[What you are asked to do]:
Wherever the word "that" shows up in the data, report the line it sits in.

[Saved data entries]
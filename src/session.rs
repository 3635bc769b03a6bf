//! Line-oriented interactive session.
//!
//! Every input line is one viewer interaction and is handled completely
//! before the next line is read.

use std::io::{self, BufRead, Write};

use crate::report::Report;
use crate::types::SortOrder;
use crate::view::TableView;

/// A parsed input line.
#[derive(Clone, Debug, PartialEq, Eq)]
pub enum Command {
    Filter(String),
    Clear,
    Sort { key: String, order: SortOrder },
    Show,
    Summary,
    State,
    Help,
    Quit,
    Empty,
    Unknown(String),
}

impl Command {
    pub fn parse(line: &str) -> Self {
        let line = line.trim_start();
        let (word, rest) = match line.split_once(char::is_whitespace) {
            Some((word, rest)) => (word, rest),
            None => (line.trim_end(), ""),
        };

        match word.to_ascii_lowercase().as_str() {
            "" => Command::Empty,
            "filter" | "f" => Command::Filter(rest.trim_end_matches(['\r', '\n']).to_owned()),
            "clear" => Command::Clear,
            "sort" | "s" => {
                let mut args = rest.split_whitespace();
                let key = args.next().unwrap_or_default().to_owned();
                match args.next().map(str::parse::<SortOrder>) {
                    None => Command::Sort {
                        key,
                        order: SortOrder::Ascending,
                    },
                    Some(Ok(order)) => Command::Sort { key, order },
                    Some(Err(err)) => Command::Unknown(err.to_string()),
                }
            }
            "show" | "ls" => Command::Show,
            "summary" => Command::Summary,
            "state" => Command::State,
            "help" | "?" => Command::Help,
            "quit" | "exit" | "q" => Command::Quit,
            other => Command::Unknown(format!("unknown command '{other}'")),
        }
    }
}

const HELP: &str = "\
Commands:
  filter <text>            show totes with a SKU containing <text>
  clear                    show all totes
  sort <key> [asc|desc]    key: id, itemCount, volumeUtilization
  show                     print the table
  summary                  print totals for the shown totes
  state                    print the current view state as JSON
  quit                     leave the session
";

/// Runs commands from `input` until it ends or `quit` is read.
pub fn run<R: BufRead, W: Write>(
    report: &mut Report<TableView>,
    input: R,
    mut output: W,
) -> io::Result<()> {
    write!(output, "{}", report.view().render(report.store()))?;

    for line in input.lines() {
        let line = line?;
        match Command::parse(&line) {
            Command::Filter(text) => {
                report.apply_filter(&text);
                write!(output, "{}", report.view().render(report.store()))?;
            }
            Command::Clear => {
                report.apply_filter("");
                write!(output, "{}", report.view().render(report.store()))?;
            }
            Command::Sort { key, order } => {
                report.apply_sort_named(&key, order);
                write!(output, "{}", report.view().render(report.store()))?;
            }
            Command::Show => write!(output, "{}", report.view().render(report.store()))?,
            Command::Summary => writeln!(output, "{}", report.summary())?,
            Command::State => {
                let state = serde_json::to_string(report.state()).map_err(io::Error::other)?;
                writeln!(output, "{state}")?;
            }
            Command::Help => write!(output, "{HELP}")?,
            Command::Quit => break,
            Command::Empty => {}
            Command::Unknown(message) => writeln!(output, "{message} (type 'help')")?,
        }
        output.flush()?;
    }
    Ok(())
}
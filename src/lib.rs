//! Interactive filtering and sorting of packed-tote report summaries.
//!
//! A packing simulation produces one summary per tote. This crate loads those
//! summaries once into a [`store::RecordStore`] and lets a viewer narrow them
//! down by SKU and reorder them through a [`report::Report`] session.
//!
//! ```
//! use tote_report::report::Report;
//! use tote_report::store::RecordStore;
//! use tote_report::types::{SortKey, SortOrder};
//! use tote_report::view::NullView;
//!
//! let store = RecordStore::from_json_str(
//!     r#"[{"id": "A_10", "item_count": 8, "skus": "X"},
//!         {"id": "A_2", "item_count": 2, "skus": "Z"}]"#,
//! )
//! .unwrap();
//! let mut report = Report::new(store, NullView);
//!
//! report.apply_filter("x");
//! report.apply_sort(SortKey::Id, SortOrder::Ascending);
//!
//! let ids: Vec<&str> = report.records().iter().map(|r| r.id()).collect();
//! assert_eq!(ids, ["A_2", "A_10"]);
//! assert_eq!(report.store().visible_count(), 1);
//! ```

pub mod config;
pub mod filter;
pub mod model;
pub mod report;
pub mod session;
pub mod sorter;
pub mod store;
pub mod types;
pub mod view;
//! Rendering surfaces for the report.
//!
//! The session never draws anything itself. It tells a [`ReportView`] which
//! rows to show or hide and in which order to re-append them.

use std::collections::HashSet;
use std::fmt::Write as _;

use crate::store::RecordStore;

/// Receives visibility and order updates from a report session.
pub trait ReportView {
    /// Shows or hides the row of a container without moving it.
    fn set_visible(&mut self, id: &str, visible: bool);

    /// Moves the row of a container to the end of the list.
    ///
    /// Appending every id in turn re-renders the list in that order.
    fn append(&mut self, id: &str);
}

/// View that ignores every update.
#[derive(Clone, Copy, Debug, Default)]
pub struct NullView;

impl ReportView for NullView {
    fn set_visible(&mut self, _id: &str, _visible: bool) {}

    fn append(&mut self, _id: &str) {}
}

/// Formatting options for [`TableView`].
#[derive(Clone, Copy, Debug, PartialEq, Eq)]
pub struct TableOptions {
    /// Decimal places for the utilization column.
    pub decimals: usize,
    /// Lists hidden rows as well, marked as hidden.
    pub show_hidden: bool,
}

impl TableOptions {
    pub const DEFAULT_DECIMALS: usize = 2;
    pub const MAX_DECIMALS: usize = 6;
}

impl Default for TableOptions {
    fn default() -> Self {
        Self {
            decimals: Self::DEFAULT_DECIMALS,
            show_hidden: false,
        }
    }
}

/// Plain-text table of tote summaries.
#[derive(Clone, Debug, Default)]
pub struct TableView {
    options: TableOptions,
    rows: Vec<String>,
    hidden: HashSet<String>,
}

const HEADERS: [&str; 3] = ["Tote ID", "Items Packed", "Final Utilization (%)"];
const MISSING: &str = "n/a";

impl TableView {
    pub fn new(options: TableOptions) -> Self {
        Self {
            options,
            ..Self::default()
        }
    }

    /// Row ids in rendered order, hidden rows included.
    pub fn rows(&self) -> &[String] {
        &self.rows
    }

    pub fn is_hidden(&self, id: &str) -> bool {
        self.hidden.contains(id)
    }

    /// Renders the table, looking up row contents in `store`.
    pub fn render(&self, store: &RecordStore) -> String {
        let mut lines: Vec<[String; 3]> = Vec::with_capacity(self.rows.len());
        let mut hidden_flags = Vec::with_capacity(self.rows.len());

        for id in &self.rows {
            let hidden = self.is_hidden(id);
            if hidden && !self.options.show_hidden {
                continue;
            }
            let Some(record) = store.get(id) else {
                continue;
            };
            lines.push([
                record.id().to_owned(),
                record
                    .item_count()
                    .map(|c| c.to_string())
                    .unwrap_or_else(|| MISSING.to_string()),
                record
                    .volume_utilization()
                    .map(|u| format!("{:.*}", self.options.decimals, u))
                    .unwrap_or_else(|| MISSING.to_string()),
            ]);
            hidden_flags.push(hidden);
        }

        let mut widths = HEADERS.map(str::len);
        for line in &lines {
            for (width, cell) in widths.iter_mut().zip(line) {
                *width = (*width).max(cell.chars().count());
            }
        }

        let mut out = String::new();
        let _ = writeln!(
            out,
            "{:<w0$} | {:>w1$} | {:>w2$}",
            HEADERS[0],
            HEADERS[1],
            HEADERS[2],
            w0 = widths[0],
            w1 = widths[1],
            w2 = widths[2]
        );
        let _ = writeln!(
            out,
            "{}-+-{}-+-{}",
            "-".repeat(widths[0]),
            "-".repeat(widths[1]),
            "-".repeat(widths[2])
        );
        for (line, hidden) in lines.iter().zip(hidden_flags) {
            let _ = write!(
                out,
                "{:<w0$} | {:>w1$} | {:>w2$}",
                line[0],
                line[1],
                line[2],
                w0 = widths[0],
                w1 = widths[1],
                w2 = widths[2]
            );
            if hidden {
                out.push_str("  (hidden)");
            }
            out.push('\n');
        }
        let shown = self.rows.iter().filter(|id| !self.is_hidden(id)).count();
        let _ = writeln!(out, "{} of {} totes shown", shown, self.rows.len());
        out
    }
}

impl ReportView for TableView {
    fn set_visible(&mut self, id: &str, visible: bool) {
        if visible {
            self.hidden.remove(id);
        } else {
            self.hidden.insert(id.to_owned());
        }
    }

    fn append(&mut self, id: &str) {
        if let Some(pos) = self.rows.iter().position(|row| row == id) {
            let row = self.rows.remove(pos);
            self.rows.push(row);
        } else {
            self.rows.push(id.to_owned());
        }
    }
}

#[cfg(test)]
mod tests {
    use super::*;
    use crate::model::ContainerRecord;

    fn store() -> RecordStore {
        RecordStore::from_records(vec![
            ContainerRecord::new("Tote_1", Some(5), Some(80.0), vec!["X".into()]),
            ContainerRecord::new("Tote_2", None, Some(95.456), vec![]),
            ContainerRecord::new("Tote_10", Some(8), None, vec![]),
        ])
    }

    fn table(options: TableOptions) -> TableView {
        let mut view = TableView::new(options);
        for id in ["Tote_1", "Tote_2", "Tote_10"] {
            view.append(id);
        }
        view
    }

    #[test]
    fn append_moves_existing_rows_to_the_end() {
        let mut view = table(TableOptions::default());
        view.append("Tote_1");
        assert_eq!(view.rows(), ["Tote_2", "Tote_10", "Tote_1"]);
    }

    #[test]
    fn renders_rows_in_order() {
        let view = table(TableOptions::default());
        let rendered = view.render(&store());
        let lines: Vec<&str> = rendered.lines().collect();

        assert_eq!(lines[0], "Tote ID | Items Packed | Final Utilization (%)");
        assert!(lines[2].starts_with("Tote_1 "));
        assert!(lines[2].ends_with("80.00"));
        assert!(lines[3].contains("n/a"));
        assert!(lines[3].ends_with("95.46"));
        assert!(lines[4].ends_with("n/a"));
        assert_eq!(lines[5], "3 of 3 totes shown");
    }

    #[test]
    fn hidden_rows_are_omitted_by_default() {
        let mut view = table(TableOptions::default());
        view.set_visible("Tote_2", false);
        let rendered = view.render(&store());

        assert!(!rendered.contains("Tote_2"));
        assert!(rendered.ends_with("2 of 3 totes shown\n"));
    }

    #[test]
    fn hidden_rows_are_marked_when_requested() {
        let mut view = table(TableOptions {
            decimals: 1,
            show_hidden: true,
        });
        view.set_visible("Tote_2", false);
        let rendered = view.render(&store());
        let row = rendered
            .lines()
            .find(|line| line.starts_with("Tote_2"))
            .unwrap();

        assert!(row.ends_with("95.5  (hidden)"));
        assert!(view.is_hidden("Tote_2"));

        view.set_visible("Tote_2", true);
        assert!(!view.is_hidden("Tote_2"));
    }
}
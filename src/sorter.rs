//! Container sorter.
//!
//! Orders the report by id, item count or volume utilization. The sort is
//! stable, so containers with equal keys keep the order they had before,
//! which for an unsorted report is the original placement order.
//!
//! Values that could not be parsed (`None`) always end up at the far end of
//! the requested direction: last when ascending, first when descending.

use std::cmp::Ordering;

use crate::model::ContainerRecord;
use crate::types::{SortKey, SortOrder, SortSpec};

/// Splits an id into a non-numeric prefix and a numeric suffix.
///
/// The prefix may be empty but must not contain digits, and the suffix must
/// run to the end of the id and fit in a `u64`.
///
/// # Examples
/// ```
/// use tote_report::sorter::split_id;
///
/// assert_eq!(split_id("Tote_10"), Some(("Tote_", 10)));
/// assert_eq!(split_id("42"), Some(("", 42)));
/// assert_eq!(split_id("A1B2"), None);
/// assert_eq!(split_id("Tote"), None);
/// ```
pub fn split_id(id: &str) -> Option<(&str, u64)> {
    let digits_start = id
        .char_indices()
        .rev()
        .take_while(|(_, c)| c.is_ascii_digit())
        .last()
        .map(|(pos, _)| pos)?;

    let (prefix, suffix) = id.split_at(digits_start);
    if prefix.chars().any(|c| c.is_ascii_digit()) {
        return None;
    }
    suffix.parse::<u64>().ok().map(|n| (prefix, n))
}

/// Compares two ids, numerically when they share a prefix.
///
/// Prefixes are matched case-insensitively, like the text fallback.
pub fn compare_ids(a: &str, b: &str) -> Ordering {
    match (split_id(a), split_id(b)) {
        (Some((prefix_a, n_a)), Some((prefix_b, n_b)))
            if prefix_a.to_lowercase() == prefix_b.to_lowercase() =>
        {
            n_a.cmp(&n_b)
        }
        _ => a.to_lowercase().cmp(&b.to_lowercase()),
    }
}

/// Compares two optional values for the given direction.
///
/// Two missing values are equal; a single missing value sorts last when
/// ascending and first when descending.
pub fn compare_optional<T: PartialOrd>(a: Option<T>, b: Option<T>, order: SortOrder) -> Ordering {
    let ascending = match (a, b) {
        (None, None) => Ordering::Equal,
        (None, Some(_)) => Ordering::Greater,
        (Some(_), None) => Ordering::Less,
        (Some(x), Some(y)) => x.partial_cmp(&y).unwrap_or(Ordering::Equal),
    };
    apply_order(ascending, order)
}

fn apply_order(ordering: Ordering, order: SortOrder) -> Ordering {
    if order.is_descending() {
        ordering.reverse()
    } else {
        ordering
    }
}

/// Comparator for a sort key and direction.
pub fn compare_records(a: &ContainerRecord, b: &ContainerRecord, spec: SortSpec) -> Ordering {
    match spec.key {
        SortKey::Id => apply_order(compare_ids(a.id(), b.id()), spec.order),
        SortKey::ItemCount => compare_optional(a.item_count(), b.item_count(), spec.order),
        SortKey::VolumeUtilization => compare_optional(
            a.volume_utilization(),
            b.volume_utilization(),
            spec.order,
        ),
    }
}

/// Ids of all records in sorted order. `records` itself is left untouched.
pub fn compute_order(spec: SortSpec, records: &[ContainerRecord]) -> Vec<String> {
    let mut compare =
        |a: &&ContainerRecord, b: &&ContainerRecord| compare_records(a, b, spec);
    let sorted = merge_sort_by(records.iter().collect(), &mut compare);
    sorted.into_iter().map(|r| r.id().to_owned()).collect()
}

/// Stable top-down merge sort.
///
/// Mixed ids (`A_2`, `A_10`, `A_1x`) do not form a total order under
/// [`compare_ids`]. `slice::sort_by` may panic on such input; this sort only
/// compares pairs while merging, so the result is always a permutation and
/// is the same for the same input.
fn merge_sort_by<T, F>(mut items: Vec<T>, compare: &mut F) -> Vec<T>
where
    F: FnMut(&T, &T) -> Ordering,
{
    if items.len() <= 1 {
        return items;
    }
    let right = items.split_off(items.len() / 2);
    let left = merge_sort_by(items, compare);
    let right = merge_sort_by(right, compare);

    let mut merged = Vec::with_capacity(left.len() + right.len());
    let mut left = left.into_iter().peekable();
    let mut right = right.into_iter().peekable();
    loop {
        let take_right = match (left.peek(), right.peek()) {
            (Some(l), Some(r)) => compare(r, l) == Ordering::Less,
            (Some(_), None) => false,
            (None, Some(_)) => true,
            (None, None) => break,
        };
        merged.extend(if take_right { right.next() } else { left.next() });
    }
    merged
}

[Output]:
    /// Appending every id in turn re-renders the list in that order.
/// View that ignores every update.
//! Values that could not be parsed (`None`) always end up at the far end of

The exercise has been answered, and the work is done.